In retrospect, I should have known better than to even suggest he desecrate a candy wrapper in this way.  This child loves all things candy, and will sometimes carry around empty wrappers all day just to look at them.  At one point he had a wall dedicated to all the candy wrappers he could collect.  He would carefully tape them and reorganize them every day.  How silly to treat such a treasure as nothing better than the common buger wipe.  After all, even Luke has his standards.

A Mommy Voice of My Own

I know; we all have those days when you open your mouth and out jumps your mother.  I remember the first time I heard Mom’s voice escape my lips; my oldest was about three and wouldn’t get in his car seat.  Before I had time to even think, I heard my Mom say, “You have to the count of three.
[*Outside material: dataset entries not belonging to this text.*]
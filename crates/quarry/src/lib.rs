//! Quarry: fluent query construction and dialect-aware SQL compilation.
//!
//! Application code chains calls on a [`Builder`] to describe a query, then
//! hands the result to a [`Grammar`] to produce a parameterized SQL string
//! plus an ordered list of bound values for one of the supported dialects:
//!
//! ```
//! use quarry::{Builder, Dialect, Grammar};
//!
//! let grammar = Grammar::new(Dialect::Postgres);
//! let compiled = Builder::table("users")
//!     .filter("active", "=", true)
//!     .order_by_desc("created_at")
//!     .limit(10)
//!     .to_sql(&grammar)
//!     .unwrap();
//!
//! assert_eq!(
//!     compiled.sql,
//!     "select * from \"users\" where \"active\" = ? order by \"created_at\" desc limit 10"
//! );
//! ```
//!
//! The compiled pair is the entire contract: execution, connections, and
//! transactions are the caller's concern.

pub mod builder;

pub use builder::{Builder, Group};
pub use quarry_core::{Error, Expression, Result, Value};
pub use quarry_grammar::{Compiled, Dialect, Grammar, UpsertUpdate};
pub use quarry_query::{
    Aggregate, AggregateFunction, ConditionGroup, Connector, DatePart, Distinct, InSource,
    JoinClause, JoinKind, LockMode, Operand, OrderClause, OrderDirection, Predicate, QueryModel,
    SelectItem, TableRef, TableSource, UnionClause,
};
#[test]
fn unprefixed_tables_gain_the_prefix_everywhere() {
    let grammar = Grammar::with_table_prefix(Dialect::Postgres, "wp_");
    let compiled = Builder::table("posts")
        .join("comments", "posts.id", "=", "comments.post_id")
        .filter("comments.approved", "=", true)
        .to_sql(&grammar)
        .unwrap();

    assert_eq!(
        compiled.sql,
        "select * from \"wp_posts\" \
         inner join \"wp_comments\" on \"wp_posts\".\"id\" = \"wp_comments\".\"post_id\" \
         where \"wp_comments\".\"approved\" = ?"
    );
}

#[test]
fn aliases_are_quoted_but_never_prefixed() {
    let grammar = Grammar::with_table_prefix(Dialect::Postgres, "wp_");
    let compiled = Builder::table("posts as p")
        .columns(&["p.title"])
        .filter("p.status", "=", "published")
        .to_sql(&grammar)
        .unwrap();

    assert_eq!(
        compiled.sql,
        "select \"p\".\"title\" from \"wp_posts\" as \"p\" where \"p\".\"status\" = ?"
    );
    assert!(!compiled.sql.contains("wp_p"));
}

// ==================== Predicate grouping ====================

#[test]
fn nested_group_scenario_is_byte_exact() {
    let grammar = Grammar::new(Dialect::Postgres);
    let compiled = Builder::table("posts")
        .filter_group(|g| g.filter("a", "=", 1).or_filter("b", "=", 2))
        .filter("c", "=", 3)
        .to_sql(&grammar)
        .unwrap();

    assert_eq!(
        compiled.sql,
        "select * from \"posts\" where (\"a\" = ? or \"b\" = ?) and \"c\" = ?"
    );
    assert_eq!(
        compiled.bindings,
        vec![Value::Int(1), Value::Int(2), Value::Int(3)]
    );
}

#[test]
fn empty_group_compiles_byte_identically_to_its_absence() {
    let grammar = Grammar::new(Dialect::Postgres);
    let plain = Builder::table("users").filter("a", "=", 1).to_sql(&grammar).unwrap();
    let with_empty = Builder::table("users")
        .filter("a", "=", 1)
        .filter_group(|g| g)
        .to_sql(&grammar)
        .unwrap();

    assert_eq!(plain, with_empty);
}

#[test]
fn deeply_nested_groups() {
    let grammar = Grammar::new(Dialect::Postgres);
    let compiled = Builder::table("t")
        .filter_group(|g| {
            g.filter("a", "=", 1)
                .or_filter_group(|inner| inner.filter("b", "=", 2).filter("c", "=", 3))
        })
        .to_sql(&grammar)
        .unwrap();

    assert_eq!(
        compiled.sql,
        "select * from \"t\" where (\"a\" = ? or (\"b\" = ? and \"c\" = ?))"
    );
    assert_eq!(
        compiled.bindings,
        vec![Value::Int(1), Value::Int(2), Value::Int(3)]
    );
}

#[test]
fn empty_in_list_is_always_false_but_valid() {
    let grammar = Grammar::new(Dialect::Postgres);
    let compiled = Builder::table("users")
        .filter_in("id", vec![])
        .to_sql(&grammar)
        .unwrap();

    assert_eq!(compiled.sql, "select * from \"users\" where 0 = 1");
    assert!(compiled.bindings.is_empty());
    assert!(!compiled.sql.contains("in ()"));
}

// ==================== Binding order ====================

#[test]
fn bindings_follow_placeholder_order_across_clauses() {
    let grammar = Grammar::new(Dialect::Postgres);
    let on = ConditionGroup::new()
        .and(Predicate::comparison(
            "contacts.user_id",
            "=",
            Operand::column("users.id"),
        ))
        .and(Predicate::comparison("contacts.kind", "=", "primary"));

    let compiled = Builder::table("users")
        .columns(&["users.id"])
        .join_clause(JoinClause::inner("contacts", on))
        .filter("users.active", "=", true)
        .group_by(&["users.id"])
        .having("users.id", ">", 100)
        .to_sql(&grammar)
        .unwrap();

    assert_eq!(
        compiled.sql,
        "select \"users\".\"id\" from \"users\" \
         inner join \"contacts\" on \"contacts\".\"user_id\" = \"users\".\"id\" and \"contacts\".\"kind\" = ? \
         where \"users\".\"active\" = ? \
         group by \"users\".\"id\" \
         having \"users\".\"id\" > ?"
    );
    assert_eq!(
        compiled.bindings,
        vec![
            Value::Text("primary".to_string()),
            Value::Bool(true),
            Value::Int(100),
        ]
    );

    let placeholders = compiled.sql.matches('?').count();
    assert_eq!(placeholders, compiled.bindings.len());
}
One . . . Two . . . Two and a half . . Two and three quarters . . . .”  I don’t remember if I ever got to three, but I do remember laughing at myself for even trying to make the threat of the dreaded, “Three,”  as ominous as Mom did.  Since then, Mom has jumped out of my voice box at least a thousand times.  Lately though, I  have found some degree of humor in recognizing stuff that comes out of my mouth would never escape Mom’s lips:

  1.  “Don’t you want to just watch a show?  Pleeeease…” Mom is so energetic, she was always pushing us to do something active.  As Luke’s Mom, I am the polar opposite.  Just sit still for 10 minutes so I can repair the last disaster before you move to the next.
  2. “You have to put underwear on before you play in the snow.”  Yes, pants and shoes are optional at this point.
  3. “Can’t you just pick the paint off the wall?  C’mon I’ll help you get started.”  Hey, it beats kicking holes in the wall…
  4. “If you need to kick a hole in the wall, please do it in the bedroom.”  My dear father-in-law and his friend repaired and retextured all of our gaping holes while we were out of town.  Not less than 24 hours later, Luke had kicked a hole in the bedroom.  Here is a sample of his handiwork about a month later.
  5. “Stop throwing the computer (or printer or laptop or iPad)!”
  6. “I promise your bum is clean; can I please stop wiping it now?”
  7. “Can I bang my head with you?”  Hey, if you can’t beat ’em; join ’em, right?

Yep; I have developed a mommy voice all my own.